TREEBIRD LTD - Analysis Report
Credit Opinion: DECLINE
TREEBIRD LTD shows a negative working capital position (current liabilities significantly exceed current assets) with net current liabilities of £4,828 as of April 2024, worsening from £4,400 the previous year. This indicates a liquidity shortfall and inability to cover short-term obligations from current assets. The company is very small (micro-entity) with limited financial data and no audit, which adds uncertainty. The consistent negative net working capital and absence of substantial assets or profits suggest weak capacity to service debt or meet credit terms. The single director and shareholder controls the company fully, which can concentrate risk. Given this financial fragility and lack of positive cash flow indicators, extending credit is not advisable.Financial Strength:
The company’s balance sheet is very weak. Current assets are minimal (£234) compared to current liabilities of over £5,000, resulting in negative net current assets and net liabilities of £4,828. No fixed assets or reserves are reported to offset liabilities. Shareholders’ funds are negative and deteriorating. The company shows no sign of growth or accumulation of retained earnings since incorporation in 2022, maintaining roughly the same liability level. The micro size and minimal financial resources limit operational flexibility and ability to absorb shocks.Cash Flow Assessment:
With one employee and minimal current assets, liquidity is severely constrained.

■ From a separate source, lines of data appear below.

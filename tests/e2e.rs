//! End-to-end integration tests for pdfscribe.
//!
//! These tests use real PDF files in `./test_cases/`, need a pdfium library,
//! and make live Vision LLM calls. They are gated behind the `E2E_ENABLED`
//! environment variable so they do not run in CI unless explicitly requested.
//!
//! Run with:
//!   E2E_ENABLED=1 PDFSCRIBE_API_KEY=... cargo test --test e2e -- --nocapture
//!
//! To restrict to a specific test:
//!   E2E_ENABLED=1 cargo test --test e2e test_open_ -- --nocapture

use pdfscribe::{
    extract, ExtractionConfig, Extractor, PageSource, PdfiumRasterizer, ResultDocument,
    ScribeError,
};
use std::path::PathBuf;

// ── Test helpers ─────────────────────────────────────────────────────────────

fn test_cases_dir() -> PathBuf {
    PathBuf::from(env!("CARGO_MANIFEST_DIR")).join("test_cases")
}

fn output_dir() -> PathBuf {
    let d = PathBuf::from(env!("CARGO_MANIFEST_DIR")).join("test_cases/output");
    std::fs::create_dir_all(&d).ok();
    d
}

/// Skip this test if E2E_ENABLED is not set *or* no PDF file at `path`.
macro_rules! e2e_skip_unless_ready {
    ($path:expr) => {{
        if std::env::var("E2E_ENABLED").is_err() {
            println!("SKIP: set E2E_ENABLED=1 to run e2e tests");
            return;
        }
        let p: PathBuf = $path;
        if !p.exists() {
            println!("SKIP: test file not found: {}", p.display());
            return;
        }
        p
    }};
}

/// Live config: few attempts and a short page pause to keep runs quick.
fn live_config() -> ExtractionConfig {
    ExtractionConfig::builder()
        .api_key_from_env()
        .max_attempts(2)
        .page_delay_secs(1)
        .build()
        .expect("PDFSCRIBE_API_KEY or SILICONFLOW_API_KEY must be set")
}

/// Assert the document is complete and internally consistent.
fn assert_document_consistent(doc: &ResultDocument, context: &str) {
    let ResultDocument::Completed(doc) = doc else {
        panic!("[{context}] expected a completed document, got {doc:?}");
    };
    assert!(doc.success, "[{context}] success must be true");
    assert_eq!(
        doc.pages.len(),
        doc.document_info.total_pages,
        "[{context}] one entry per page"
    );
    for (i, page) in doc.pages.iter().enumerate() {
        assert_eq!(page.page_number, i + 1, "[{context}] page order");
        let marker = format!("=== page {} ===", i + 1);
        assert!(
            doc.full_content.contains(&marker),
            "[{context}] full_content missing {marker}"
        );
    }
    assert_eq!(
        doc.stats.successful_pages + doc.stats.failed_pages,
        doc.document_info.total_pages,
        "[{context}] counters must cover every page"
    );
    println!(
        "[{context}] ✓  {}/{} pages, {} chars, {:.1}s",
        doc.stats.successful_pages,
        doc.document_info.total_pages,
        doc.stats.total_characters,
        doc.stats.processing_time
    );
}

// ── Open tests (pdfium, no LLM) ──────────────────────────────────────────────

#[tokio::test]
async fn test_open_irs_form() {
    let path = e2e_skip_unless_ready!(test_cases_dir().join("irs_form_1040.pdf"));

    let source = PdfiumRasterizer::open(&path, None)
        .await
        .expect("open() should succeed");
    assert_eq!(source.page_count(), 2, "IRS form should have 2 pages");

    let image = source.render(0, 1.0).await.expect("page 1 should render");
    assert!(image.width() > 0 && image.height() > 0);
}

#[tokio::test]
async fn test_open_nonexistent() {
    if std::env::var("E2E_ENABLED").is_err() {
        println!("SKIP");
        return;
    }

    let result = PdfiumRasterizer::open("/definitely/not/a/real/file.pdf", None).await;
    assert!(matches!(result, Err(ScribeError::FileNotFound { .. })));
}

#[tokio::test]
async fn test_render_scale_grows_bitmap() {
    let path = e2e_skip_unless_ready!(test_cases_dir().join("irs_form_1040.pdf"));

    let source = PdfiumRasterizer::open(&path, None).await.expect("open");
    let small = source.render(0, 1.0).await.expect("render at 1x");
    let large = source.render(0, 2.0).await.expect("render at 2x");
    assert!(large.width() > small.width());
}

// ── Transcription tests (need a live endpoint) ──────────────────────────────

/// Transcribe the IRS form and check the text looks like a tax form.
#[tokio::test]
async fn test_extract_irs_form() {
    let path = e2e_skip_unless_ready!(test_cases_dir().join("irs_form_1040.pdf"));
    let out_path = output_dir().join("irs_form_1040.json");

    let extractor = Extractor::new(live_config()).expect("extractor");
    let doc = extractor
        .extract_to_file(&path, Some("irs_form_1040.pdf"), &out_path)
        .await
        .expect("result should be written");

    assert_document_consistent(&doc, "irs_form");
    let ResultDocument::Completed(ref completed) = doc else {
        unreachable!()
    };
    let lower = completed.full_content.to_lowercase();
    assert!(
        lower.contains("income") || lower.contains("tax") || lower.contains("1040"),
        "IRS form should mention 'income', 'tax', or '1040'"
    );

    let written = std::fs::read_to_string(&out_path).expect("output file");
    let back: ResultDocument = serde_json::from_str(&written).expect("valid JSON");
    assert_eq!(back.pages(), doc.pages());
    println!("[irs_form] Saved to {}", out_path.display());
}

/// A bad key yields error pages, not a failed run.
#[tokio::test]
async fn test_extract_with_bad_key_marks_pages_failed() {
    let path = e2e_skip_unless_ready!(test_cases_dir().join("irs_form_1040.pdf"));

    let config = ExtractionConfig::builder()
        .api_key("sk-invalid")
        .max_attempts(1)
        .page_delay_secs(0)
        .build()
        .expect("valid config");

    let doc = extract(&path, None, &config).await;
    assert_document_consistent(&doc, "bad_key");
    assert!(doc.pages().iter().all(|p| p.error));
    assert_eq!(doc.stats().map(|s| s.successful_pages), Some(0));
}

/// Non-PDF input produces the degraded document shape.
#[tokio::test]
async fn test_extract_non_pdf_is_degraded() {
    if std::env::var("E2E_ENABLED").is_err() {
        println!("SKIP");
        return;
    }
    let dir = tempfile::tempdir().expect("tempdir");
    let fake = dir.path().join("notes.pdf");
    std::fs::write(&fake, b"plain text, not a pdf").expect("write");

    let config = ExtractionConfig::builder()
        .api_key("sk-test")
        .build()
        .expect("valid config");
    let doc = extract(&fake, None, &config).await;
    let json: serde_json::Value =
        serde_json::from_str(&doc.to_json_pretty().expect("json")).expect("parse");
    assert_eq!(json["success"], false);
    assert_eq!(json["filename"], "notes.pdf");
    assert!(json["error"].as_str().unwrap_or("").contains("PDF processing failed"));
}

The negative working capital position signals potential cash flow difficulties to meet short-term obligations. No cash or significant receivables are shown, implying limited cash inflows. Without additional capital injection or improved revenue generation, the company is unlikely to maintain a positive cash flow and may default on creditors if extended credit.Monitoring Points:
- Watch for any improvement in current assets or reduction in current liabilities in subsequent filings.
- Monitor director or shareholder capital injections or changes in control.
- Track any material changes in business scale or financial performance reported in future accounts.
- Review filing timeliness and any emerging creditor disputes or insolvency indicators.